§ **Dataset entries**
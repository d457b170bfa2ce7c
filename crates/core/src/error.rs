//! Error types for the portfolio-fx core.

use thiserror::Error;

/// Errors produced while building scenes, effects, and snapshots.
///
/// Running scenes never fail: `advance`, `render`, and `resize` are total.
/// Errors only arise from configuration (bad params, unknown scene names)
/// and from the offline output path (image encoding, file writes).
#[derive(Debug, Error)]
pub enum FxError {
    /// Width or height was zero (or overflowed) where a raster is required.
    #[error("invalid dimensions: width and height must be non-zero")]
    InvalidDimensions,

    /// A requested scene name is not registered.
    #[error("unknown scene: {0}")]
    UnknownScene(String),

    /// A color string could not be parsed.
    #[error("invalid color: {0}")]
    InvalidColor(String),

    /// A parameter had a value the scene or effect cannot work with.
    #[error("invalid parameter '{name}': {reason}")]
    InvalidParam { name: String, reason: String },

    /// Writing an output file failed.
    #[error("i/o error: {0}")]
    Io(String),
}
#![deny(unsafe_code)]
//! Core types and traits for the portfolio-fx visual effects.
//!
//! Provides the `Scene` trait, the `Surface` drawing abstraction (plus the
//! `Recorder` test surface), the per-frame `FrameDriver` with its
//! `CancelHandle`, color types (`Srgb`, `Rgba`), the `RandomSource` trait and
//! `Xorshift64` PRNG, `Seed`, and parameter helpers.

pub mod color;
pub mod driver;
pub mod error;
pub mod params;
pub mod prng;
pub mod scene;
pub mod seed;
pub mod surface;

pub use color::{Rgba, Srgb};
pub use driver::{CancelHandle, FrameDriver, FrameOutcome};
pub use error::FxError;
pub use prng::{RandomSource, Xorshift64};
pub use scene::{Scene, Viewport};
pub use seed::Seed;
pub use surface::{DrawCommand, Recorder, Surface};
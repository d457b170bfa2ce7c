//! One-shot `setTimeout` helper.

use std::time::Duration;
use wasm_bindgen::closure::Closure;
use wasm_bindgen::{JsCast, JsValue};
use web_sys::Window;

/// Milliseconds for `setTimeout`, saturating at `i32::MAX`.
pub fn millis(delay: Duration) -> i32 {
    i32::try_from(delay.as_millis()).unwrap_or(i32::MAX)
}

/// Runs `f` once after `delay`. The closure frees itself after it runs.
pub fn set_timeout<F>(window: &Window, delay: Duration, f: F) -> Result<i32, JsValue>
where
    F: FnOnce() + 'static,
{
    let callback = Closure::once_into_js(f);
    window.set_timeout_with_callback_and_timeout_and_arguments_0(
        callback.unchecked_ref(),
        millis(delay),
    )
}

#[cfg(test)]
mod tests {
    use super::*;

    #[test]
    fn millis_converts_and_saturates() {
        assert_eq!(millis(Duration::from_millis(2000)), 2000);
        assert_eq!(millis(Duration::ZERO), 0);
        assert_eq!(millis(Duration::from_secs(u64::MAX)), i32::MAX);
    }
}
//! Decorative particles around the hero visual.
//!
//! These are plain elements animated by CSS; all the code decides is where
//! each one starts, how far it drifts (`--tx`/`--ty`), and when its animation
//! begins.

use portfolio_fx_core::prng::RandomSource;

/// Particles placed around the hero visual by default.
pub const DEFAULT_HERO_PARTICLES: usize = 15;

/// Placement of one hero particle.
#[derive(Debug, Clone, Copy, PartialEq)]
pub struct HeroParticle {
    /// Start position as a percentage of the container, in [0, 100).
    pub left_pct: f64,
    pub top_pct: f64,
    /// Drift in pixels, in [-50, 50).
    pub tx_px: f64,
    pub ty_px: f64,
    /// Animation delay in seconds, in [0, 3).
    pub delay_secs: f64,
}

impl HeroParticle {
    /// Draws one particle, in the order left, top, tx, ty, delay.
    pub fn random(rng: &mut dyn RandomSource) -> Self {
        Self {
            left_pct: rng.next_f64() * 100.0,
            top_pct: rng.next_f64() * 100.0,
            tx_px: (rng.next_f64() - 0.5) * 100.0,
            ty_px: (rng.next_f64() - 0.5) * 100.0,
            delay_secs: rng.next_f64() * 3.0,
        }
    }

    /// Inline style for the particle element.
    pub fn style(&self) -> String {
        format!(
            "left: {}%; top: {}%; --tx: {}px; --ty: {}px; animation-delay: {}s;",
            self.left_pct, self.top_pct, self.tx_px, self.ty_px, self.delay_secs
        )
    }
}

/// Lays out `count` hero particles.
pub fn hero_particles(count: usize, rng: &mut dyn RandomSource) -> Vec<HeroParticle> {
    (0..count).map(|_| HeroParticle::random(rng)).collect()
}

#[cfg(test)]
mod tests {
    use super::*;
    use portfolio_fx_core::prng::Xorshift64;

    #[test]
    fn draws_map_to_fields_in_order() {
        let draws = [0.5, 0.25, 0.0, 0.75, 0.5];
        let mut i = 0;
        let mut rng = || {
            let v = draws[i];
            i += 1;
            v
        };
        let p = HeroParticle::random(&mut rng);
        assert_eq!(
            p,
            HeroParticle {
                left_pct: 50.0,
                top_pct: 25.0,
                tx_px: -50.0,
                ty_px: 25.0,
                delay_secs: 1.5,
            }
        );
    }

    #[test]
    fn style_sets_position_drift_and_delay() {
        let p = HeroParticle {
            left_pct: 50.0,
            top_pct: 25.0,
            tx_px: -50.0,
            ty_px: 25.0,
            delay_secs: 1.5,
        };
        assert_eq!(
            p.style(),
            "left: 50%; top: 25%; --tx: -50px; --ty: 25px; animation-delay: 1.5s;"
        );
    }

    #[test]
    fn default_count_and_ranges() {
        let mut rng = Xorshift64::new(15);
        let particles = hero_particles(DEFAULT_HERO_PARTICLES, &mut rng);
        assert_eq!(particles.len(), 15);
        for p in &particles {
            assert!((0.0..100.0).contains(&p.left_pct));
            assert!((0.0..100.0).contains(&p.top_pct));
            assert!((-50.0..50.0).contains(&p.tx_px));
            assert!((-50.0..50.0).contains(&p.ty_px));
            assert!((0.0..3.0).contains(&p.delay_secs));
        }
    }

    #[test]
    fn zero_count_is_empty() {
        assert!(hero_particles(0, &mut Xorshift64::new(1)).is_empty());
    }
}
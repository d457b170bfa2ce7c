//! Typewriter title: types a role title one character at a time, pauses,
//! deletes it, and moves on to the next title, forever.

use portfolio_fx_core::error::FxError;
use std::time::Duration;

/// Delay after typing a character.
pub const TYPE_DELAY: Duration = Duration::from_millis(100);
/// Delay after deleting a character.
pub const DELETE_DELAY: Duration = Duration::from_millis(50);
/// Pause once a title is fully typed.
pub const HOLD_DELAY: Duration = Duration::from_millis(2000);
/// Pause once a title is fully deleted.
pub const NEXT_DELAY: Duration = Duration::from_millis(500);

/// Titles shown in the sidebar by default.
pub const DEFAULT_TITLES: [&str; 4] = [
    "AI Engineer",
    "RAG Architect",
    "MLOps Specialist",
    "LLM Developer",
];

/// What to display now, and how long to wait before the next tick.
#[derive(Debug, Clone, PartialEq, Eq)]
pub struct TypewriterFrame {
    pub text: String,
    pub delay: Duration,
}

#[derive(Debug, Clone)]
pub struct Typewriter {
    titles: Vec<String>,
    title_index: usize,
    /// Characters (not bytes) of the current title on screen.
    char_index: usize,
    deleting: bool,
}

impl Typewriter {
    /// Returns `FxError::InvalidParam` if `titles` is empty or holds an empty
    /// string (an empty title would never complete).
    pub fn new<I, S>(titles: I) -> Result<Self, FxError>
    where
        I: IntoIterator<Item = S>,
        S: Into<String>,
    {
        let titles: Vec<String> = titles.into_iter().map(Into::into).collect();
        if titles.is_empty() {
            return Err(FxError::InvalidParam {
                name: "titles".into(),
                reason: "at least one title is required".into(),
            });
        }
        if let Some(i) = titles.iter().position(|t| t.is_empty()) {
            return Err(FxError::InvalidParam {
                name: "titles".into(),
                reason: format!("title {i} is empty"),
            });
        }
        Ok(Self {
            titles,
            title_index: 0,
            char_index: 0,
            deleting: false,
        })
    }

    /// The title currently being typed or deleted.
    pub fn current_title(&self) -> &str {
        &self.titles[self.title_index]
    }

    pub fn is_deleting(&self) -> bool {
        self.deleting
    }

    /// Types or deletes one character and reports the text and next delay.
    pub fn tick(&mut self) -> TypewriterFrame {
        let mut delay = if self.deleting {
            self.char_index = self.char_index.saturating_sub(1);
            DELETE_DELAY
        } else {
            self.char_index += 1;
            TYPE_DELAY
        };
        let title = &self.titles[self.title_index];
        let text = prefix(title, self.char_index).to_owned();

        if !self.deleting && self.char_index == title.chars().count() {
            self.deleting = true;
            delay = HOLD_DELAY;
        } else if self.deleting && self.char_index == 0 {
            self.deleting = false;
            self.title_index = (self.title_index + 1) % self.titles.len();
            delay = NEXT_DELAY;
        }

        TypewriterFrame { text, delay }
    }
}

impl Default for Typewriter {
    fn default() -> Self {
        Self {
            titles: DEFAULT_TITLES.iter().map(|t| t.to_string()).collect(),
            title_index: 0,
            char_index: 0,
            deleting: false,
        }
    }
}

/// The first `n` characters of `s`.
fn prefix(s: &str, n: usize) -> &str {
    match s.char_indices().nth(n) {
        Some((i, _)) => &s[..i],
        None => s,
    }
}

#[cfg(test)]
mod tests {
    use super::*;

    fn frame(text: &str, ms: u64) -> TypewriterFrame {
        TypewriterFrame {
            text: text.to_string(),
            delay: Duration::from_millis(ms),
        }
    }

    #[test]
    fn full_cycle_for_short_title() {
        let mut tw = Typewriter::new(["Hi", "Yo"]).unwrap();
        let frames: Vec<_> = (0..9).map(|_| tw.tick()).collect();
        assert_eq!(
            frames,
            vec![
                frame("H", 100),
                frame("Hi", 2000),
                frame("H", 50),
                frame("", 500),
                frame("Y", 100),
                frame("Yo", 2000),
                frame("Y", 50),
                frame("", 500),
                frame("H", 100),
            ]
        );
    }

    #[test]
    fn single_character_title_holds_immediately() {
        let mut tw = Typewriter::new(["A"]).unwrap();
        assert_eq!(tw.tick(), frame("A", 2000));
        assert!(tw.is_deleting());
        assert_eq!(tw.tick(), frame("", 500));
        assert_eq!(tw.current_title(), "A");
    }

    #[test]
    fn counts_characters_not_bytes() {
        let mut tw = Typewriter::new(["né"]).unwrap();
        assert_eq!(tw.tick().text, "n");
        assert_eq!(tw.tick(), frame("né", 2000));
    }

    #[test]
    fn default_cycles_through_all_titles() {
        let mut tw = Typewriter::default();
        let mut shown = Vec::new();
        for _ in 0..4 {
            shown.push(tw.current_title().to_string());
            loop {
                if tw.tick().delay == NEXT_DELAY {
                    break;
                }
            }
        }
        assert_eq!(shown, DEFAULT_TITLES.map(String::from).to_vec());
        assert_eq!(tw.current_title(), "AI Engineer");
    }

    #[test]
    fn typed_text_is_always_a_prefix() {
        let mut tw = Typewriter::default();
        for _ in 0..500 {
            let title = tw.current_title().to_string();
            let f = tw.tick();
            assert!(title.starts_with(&f.text), "{:?} is not a prefix of {title:?}", f.text);
        }
    }

    #[test]
    fn rejects_empty_title_list() {
        let titles: Vec<String> = Vec::new();
        assert!(matches!(
            Typewriter::new(titles),
            Err(FxError::InvalidParam { .. })
        ));
    }

    #[test]
    fn rejects_empty_title() {
        let err = Typewriter::new(["ok", ""]).unwrap_err();
        assert!(err.to_string().contains("title 1 is empty"));
    }
}
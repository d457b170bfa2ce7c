//! The `Scene` trait every animated background implements.
//!
//! The trait is object-safe so scenes can be used as `dyn Scene` and driven
//! by a [`FrameDriver`](crate::driver::FrameDriver) without knowing which
//! animation is running.

use crate::surface::Surface;
use serde::{Deserialize, Serialize};
use serde_json::Value;

/// Pixel dimensions of the area a scene animates in.
///
/// No validation: zero or negative sizes are carried as-is.
#[derive(Debug, Clone, Copy, PartialEq, Default, Serialize, Deserialize)]
pub struct Viewport {
    pub width: f64,
    pub height: f64,
}

impl Viewport {
    pub fn new(width: f64, height: f64) -> Self {
        Self { width, height }
    }
}

/// A frame-stepped animation that draws itself onto a [`Surface`].
///
/// `advance` and `render` are total: a scene that has been built never fails.
pub trait Scene {
    /// Moves the simulation forward by one animation frame.
    fn advance(&mut self);

    /// Draws the current state. Does not mutate the scene.
    fn render(&self, surface: &mut dyn Surface);

    /// Updates the viewport. Scenes decide what, if anything, to rebuild.
    fn resize(&mut self, width: f64, height: f64);

    fn viewport(&self) -> Viewport;

    /// Current parameter values as a JSON object.
    fn params(&self) -> Value;

    /// Schema describing all parameters, their types, ranges, and defaults.
    fn param_schema(&self) -> Value;
}

#[cfg(test)]
mod tests {
    use super::*;
    use crate::surface::Recorder;
    use serde_json::json;

    /// Counts frames and draws one circle per frame seen.
    struct Counter {
        frames: usize,
        viewport: Viewport,
    }

    impl Scene for Counter {
        fn advance(&mut self) {
            self.frames += 1;
        }

        fn render(&self, surface: &mut dyn Surface) {
            for i in 0..self.frames {
                surface.fill_circle(i as f64, 0.0, 1.0);
            }
        }

        fn resize(&mut self, width: f64, height: f64) {
            self.viewport = Viewport::new(width, height);
        }

        fn viewport(&self) -> Viewport {
            self.viewport
        }

        fn params(&self) -> Value {
            json!({"frames": self.frames})
        }

        fn param_schema(&self) -> Value {
            json!({"frames": {"type": "integer", "default": 0}})
        }
    }

    #[test]
    fn scene_trait_is_object_safe() {
        let mut scene: Box<dyn Scene> = Box::new(Counter {
            frames: 0,
            viewport: Viewport::new(8.0, 8.0),
        });
        scene.advance();
        scene.advance();
        let mut rec = Recorder::new(8.0, 8.0);
        scene.render(&mut rec);
        assert_eq!(rec.circle_count(), 2);
        assert_eq!(scene.params()["frames"], 2);
    }

    #[test]
    fn resize_is_visible_through_viewport() {
        let mut scene = Counter {
            frames: 0,
            viewport: Viewport::default(),
        };
        scene.resize(-5.0, 0.0);
        assert_eq!(scene.viewport(), Viewport::new(-5.0, 0.0));
    }
}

§ **Task directions**
Tally every line of the data that includes "params". Report the number and nothing more.

§ **Task output**
5